I like lying back on a mossy hill, surrounded by lovely lichens and low-bush cranberries. I like living in a land full of kind, courageous, happy, amazing people, that it is a privilege and a pleasure to call my friends and neighbors. I like looking out at one of the most sublime views on the planet. Living here, I feel like every day, as I gaze out at the view from my front porch, I hear the angels sing.

Is living here the do-it-the-hard-way club? Most certainly. Is it worth it? Absolutely!

Stairway Icefall
The View From My Front Porch

Visiting Valdez

Alpine Wildflowers Richardson Highway

Living remote in McCarthy, sometimes you have to go out for groceries, doctor, building supplies. Often it’s the hell trip to Anchorage or the Valley – 600 miles round trip, 7-8 hours of driving each way, with a whirlwind of stops crammed between as you pick up everything you need to maintain your life.

White Fireweed
Unusual albino fireweed flowers

Occasionally you just need a few essentials or you don’t have enough time for a full-on Anchorage run. If you’re lucky, you can get what you need at Wenger’s, an excellent old-fashioned country store in Kenny Lake, just 85 miles away. When you need to go mid-range, you have 2 choices – Glennallen, 120 miles away (B-O-R-I-N-G) or Valdez, 180 miles away.

Valdez has a hospital that’s far better than the clinic in Glennallen, a good chiropractor, a thrift shop I like and a natural foods store. The grocery store gives me sticker shock every time I’m there. It’s more expensive than the one in Glennallen, but the produce is better.

Valdez Alaska
Mineral Creek

The town of Valdez doesn’t look like much. Although it has a rich and fascinating history dating all the way back to the “98 Gold Rush, the entire town washed away in a tidal wave during the 1964 earthquake. Most of what was rebuilt was essentially a man-camp in the pipeline boom – ugly, square, utilitarian. No character. But the drive and the setting – Oh my!

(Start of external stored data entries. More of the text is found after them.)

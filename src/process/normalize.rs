use chrono::{NaiveDate, NaiveDateTime};
use once_cell::sync::Lazy;
use regex::Regex;

use crate::error::DateParseError;

static DIGIT_RUN: Lazy<Regex> =
    Lazy::new(|| Regex::new(r"[0-9]+").expect("digit-run regex should compile"));

/// `"  nguyễn   văn AN "` → `"Nguyễn Văn An"`.
pub fn normalize_name(text: &str) -> String {
    text.split_whitespace()
        .map(|token| {
            let mut chars = token.chars();
            match chars.next() {
                Some(first) => first
                    .to_uppercase()
                    .chain(chars.flat_map(char::to_lowercase))
                    .collect::<String>(),
                None => String::new(),
            }
        })
        .collect::<Vec<_>>()
        .join(" ")
}

/// Re-renders a date from `in_fmt` to `out_fmt` (chrono strftime syntax).
/// Blank input stays blank; anything else must parse.
pub fn normalize_date(text: &str, in_fmt: &str, out_fmt: &str) -> Result<String, DateParseError> {
    let trimmed = text.trim();
    if trimmed.is_empty() {
        return Ok(String::new());
    }
    NaiveDate::parse_from_str(trimmed, in_fmt)
        .map(|d| d.format(out_fmt).to_string())
        .map_err(|_| DateParseError {
            value: trimmed.to_string(),
            format: in_fmt.to_string(),
        })
}

/// First run of digits, left-padded with zeros to width 2. `"00"` if none.
pub fn extract_padded_number(text: &str) -> String {
    match DIGIT_RUN.find(text) {
        Some(m) => format!("{:0>2}", m.as_str()),
        None => "00".to_string(),
    }
}

/// `build_home_id("C1", "Tầng 12", "Căn hộ 07")` → `"C1-1207"`.
pub fn build_home_id(block: &str, floor_text: &str, unit_text: &str) -> String {
    format!(
        "{}-{}{}",
        block.trim(),
        extract_padded_number(floor_text),
        extract_padded_number(unit_text)
    )
}

/// Parses a submission timestamp. `None` for blank or unparseable cells.
pub fn parse_timestamp(text: &str, fmt: &str) -> Option<NaiveDateTime> {
    let trimmed = text.trim();
    if trimmed.is_empty() {
        return None;
    }
    NaiveDateTime::parse_from_str(trimmed, fmt).ok()
}

#[cfg(test)]
mod tests {
    use super::*;

    #[test]
    fn names_are_title_cased() {
        assert_eq!(normalize_name("  nguyễn   văn AN "), "Nguyễn Văn An");
        assert_eq!(normalize_name("ĐỖ thị LAN"), "Đỗ Thị Lan");
        assert_eq!(normalize_name(""), "");
    }

    #[test]
    fn dates_are_reformatted() {
        assert_eq!(
            normalize_date("05/03/1990", "%m/%d/%Y", "%d/%m/%Y").unwrap(),
            "03/05/1990"
        );
        assert_eq!(normalize_date("  ", "%m/%d/%Y", "%d/%m/%Y").unwrap(), "");
    }

    #[test]
    fn malformed_date_is_an_error() {
        let err = normalize_date("31/31/1990", "%m/%d/%Y", "%d/%m/%Y").unwrap_err();
        assert_eq!(err.value, "31/31/1990");
        assert!(normalize_date("không rõ", "%m/%d/%Y", "%d/%m/%Y").is_err());
    }

    #[test]
    fn padded_numbers() {
        assert_eq!(extract_padded_number("Tầng 12"), "12");
        assert_eq!(extract_padded_number("Căn hộ 7"), "07");
        assert_eq!(extract_padded_number("P.3 lô 15"), "03");
        assert_eq!(extract_padded_number("tầng trệt"), "00");
        assert_eq!(extract_padded_number("105"), "105");
    }

    #[test]
    fn home_ids() {
        assert_eq!(build_home_id("C1", "Tầng 12", "Căn hộ 07"), "C1-1207");
        assert_eq!(build_home_id("C1", "trệt", "không"), "C1-0000");
        assert_eq!(build_home_id(" B2 ", "3", "9"), "B2-0309");
    }

    #[test]
    fn timestamps() {
        let ts = parse_timestamp("10/15/2024 14:03:22", "%m/%d/%Y %H:%M:%S").unwrap();
        assert_eq!(ts.to_string(), "2024-10-15 14:03:22");
        assert!(parse_timestamp("", "%m/%d/%Y %H:%M:%S").is_none());
        assert!(parse_timestamp("yesterday", "%m/%d/%Y %H:%M:%S").is_none());
    }
}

Lowe River and Chugach Mountains, Alaska
Lowe River

Valdez is a town defined by water, in all its myriad forms. Snow, ice, waterfalls, of course the ocean, and rain. Incessant rain.

Bald Eagle Valdez AK
Bald Eagle on the Dayville Road

But if you happen to visit Valdez on a good day, it is one of the crown jewels of the Chugach.

Driving to Valdez, you must go over Thompson Pass. This is one of the snowiest places in North America, with 600 to 900 inches of snow a year. In the winter, it is one of the world’s primo extreme heli-skiing destinations. In the summer, think alpine wildflowers, glaciers, tundra benches, jagged mountains, and a little later, blueberries. Lots and lots of blueberries.

Arctic Ground Squirrel Alaska
Arctic Ground Squirrel near Thompson Pass

Coming down from the pass, you enter Keystone Canyon. The Chugach Mountains are forbiddingly steep, rising 5,000 feet straight up from the coast. And when all that winter snow melts…Can you say waterfall?

Waterfall, Keystone Canyon
Horsetail Falls

Of course, there are the big ones, Bridal Veil and Horsetail Falls. But there are dozens more. Every time I take this drive I spy another one I hadn’t noticed before. In the winter, this is an ice climber’s dream.

When you get to town, you’re surrounded by all the wonders of Prince William Sound. Valdez is a great destination if you want to get out on the water. You can go kayaking at Shoup Bay. You can take a tour to see the Columbia Glacier, or go halibut or salmon fishing.

Valdez, AK
Prince William Sound from the Dayville Road

If these activities are not in your budget, there are plenty of things to do on land. You can revisit Gold Rush history with a visit to the Museum or the Valdez Glacier, the “All-American” route to the goldfields. Take a hike on the old Valdez Trail, constructed by the army in 1899 as a safer route into the Interior.

Stop at the Forest Service Visitor Center and watch the salmon come in. Sometimes there are bears. Take a drive out the Dayville Road to watch the sunset. Get a view of the coast on the Shoup Bay Trail, or check out the waterfalls and flowers along Mineral Creek.

Chugach Mountains from Valdez, AK
A Valdez View

This weekend it’s Gold Rush Days in Valdez. Go down and join in on the festivities, and on your way, enjoy that beautiful drive!